◆ Assignment:
Each line from the one containing "let mut w = SampleWindow::new(i64::MAX" through the final line of the records is to be repeated exactly, with no additions.

+---+

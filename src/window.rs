// In-memory sliding window of composite samples, bounded by age and by count.

use crate::models::CompositeSample;
use std::collections::VecDeque;

#[derive(Debug, Clone)]
pub struct SampleWindow {
    window_ms: i64,
    max_samples: usize,
    samples: VecDeque<CompositeSample>,
}

impl SampleWindow {
    pub fn new(window_ms: i64, max_samples: usize) -> Self {
        Self {
            window_ms,
            max_samples: max_samples.max(1),
            samples: VecDeque::with_capacity(max_samples.max(1)),
        }
    }

    /// Appends a sample keeping `taken_at_ms` ascending, then trims relative to `now_ms`.
    pub fn push(&mut self, sample: CompositeSample, now_ms: i64) {
        match self.samples.back() {
            Some(last) if last.taken_at_ms > sample.taken_at_ms => {
                let idx = self
                    .samples
                    .partition_point(|s| s.taken_at_ms <= sample.taken_at_ms);
                self.samples.insert(idx, sample);
            }
            _ => self.samples.push_back(sample),
        }
        self.trim(now_ms);
    }

    /// Drops samples older than the window, then the oldest ones beyond the count cap.
    fn trim(&mut self, now_ms: i64) {
        let cutoff = now_ms - self.window_ms;
        while self
            .samples
            .front()
            .is_some_and(|s| s.taken_at_ms < cutoff)
        {
            self.samples.pop_front();
        }
        while self.samples.len() > self.max_samples {
            self.samples.pop_front();
        }
    }

    pub fn latest(&self) -> Option<&CompositeSample> {
        self.samples.back()
    }

    /// Owned copy of the buffer, oldest first.
    pub fn snapshot(&self) -> Vec<CompositeSample> {
        self.samples.iter().cloned().collect()
    }
}

#[cfg(test)]
mod tests {
    use super::*;

    fn sample(at: i64) -> CompositeSample {
        CompositeSample {
            taken_at_ms: at,
            cpu_usage_percent: Some(1.0),
            cpu_temp_c: None,
            memory_usage_percent: None,
            memory_used_bytes: None,
            memory_total_bytes: None,
            disk_usage_percent: None,
            disk_used_bytes: None,
            disk_total_bytes: None,
        }
    }

    #[test]
    fn trims_by_age() {
        let mut w = SampleWindow::new(300_000, 100);
        for at in (0..=600_000).step_by(5_000) {
            w.push(sample(at), at);
        }
        let oldest = w.snapshot()[0].taken_at_ms;
        assert_eq!(oldest, 300_000);
        assert_eq!(w.latest().map(|s| s.taken_at_ms), Some(600_000));
    }

    #[test]
    fn trims_by_count() {
        let mut w = SampleWindow::new(i64::MAX / 2, 5);
        for at in 0..20 {
            w.push(sample(at), at);
        }
        assert_eq!(w.snapshot().len(), 5);
        assert_eq!(w.snapshot()[0].taken_at_ms, 15);
    }

    #[test]
    fn out_of_order_push_stays_sorted() {
        let mut w = SampleWindow::new(300_000, 10);
        w.push(sample(1_000), 1_000);
        w.push(sample(3_000), 3_000);
        w.push(sample(2_000), 3_000);
        let ats: Vec<i64> = w.snapshot().iter().map(|s| s.taken_at_ms).collect();
        assert_eq!(ats, vec![1_000, 2_000, 3_000]);
    }
}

+---+

◆ Answer to this exercise:
        let mut w = SampleWindow::new(i64::MAX / 2, 5);
        for at in 0..20 {
            w.push(sample(at), at);
        }
        assert_eq!(w.snapshot().len(), 5);
        assert_eq!(w.snapshot()[0].taken_at_ms, 15);
    }

    #[test]
    fn out_of_order_push_stays_sorted() {
        let mut w = SampleWindow::new(300_000, 10);
        w.push(sample(1_000), 1_000);
        w.push(sample(3_000), 3_000);
        w.push(sample(2_000), 3_000);
        let ats: Vec<i64> = w.snapshot().iter().map(|s| s.taken_at_ms).collect();
        assert_eq!(ats, vec![1_000, 2_000, 3_000]);
    }
}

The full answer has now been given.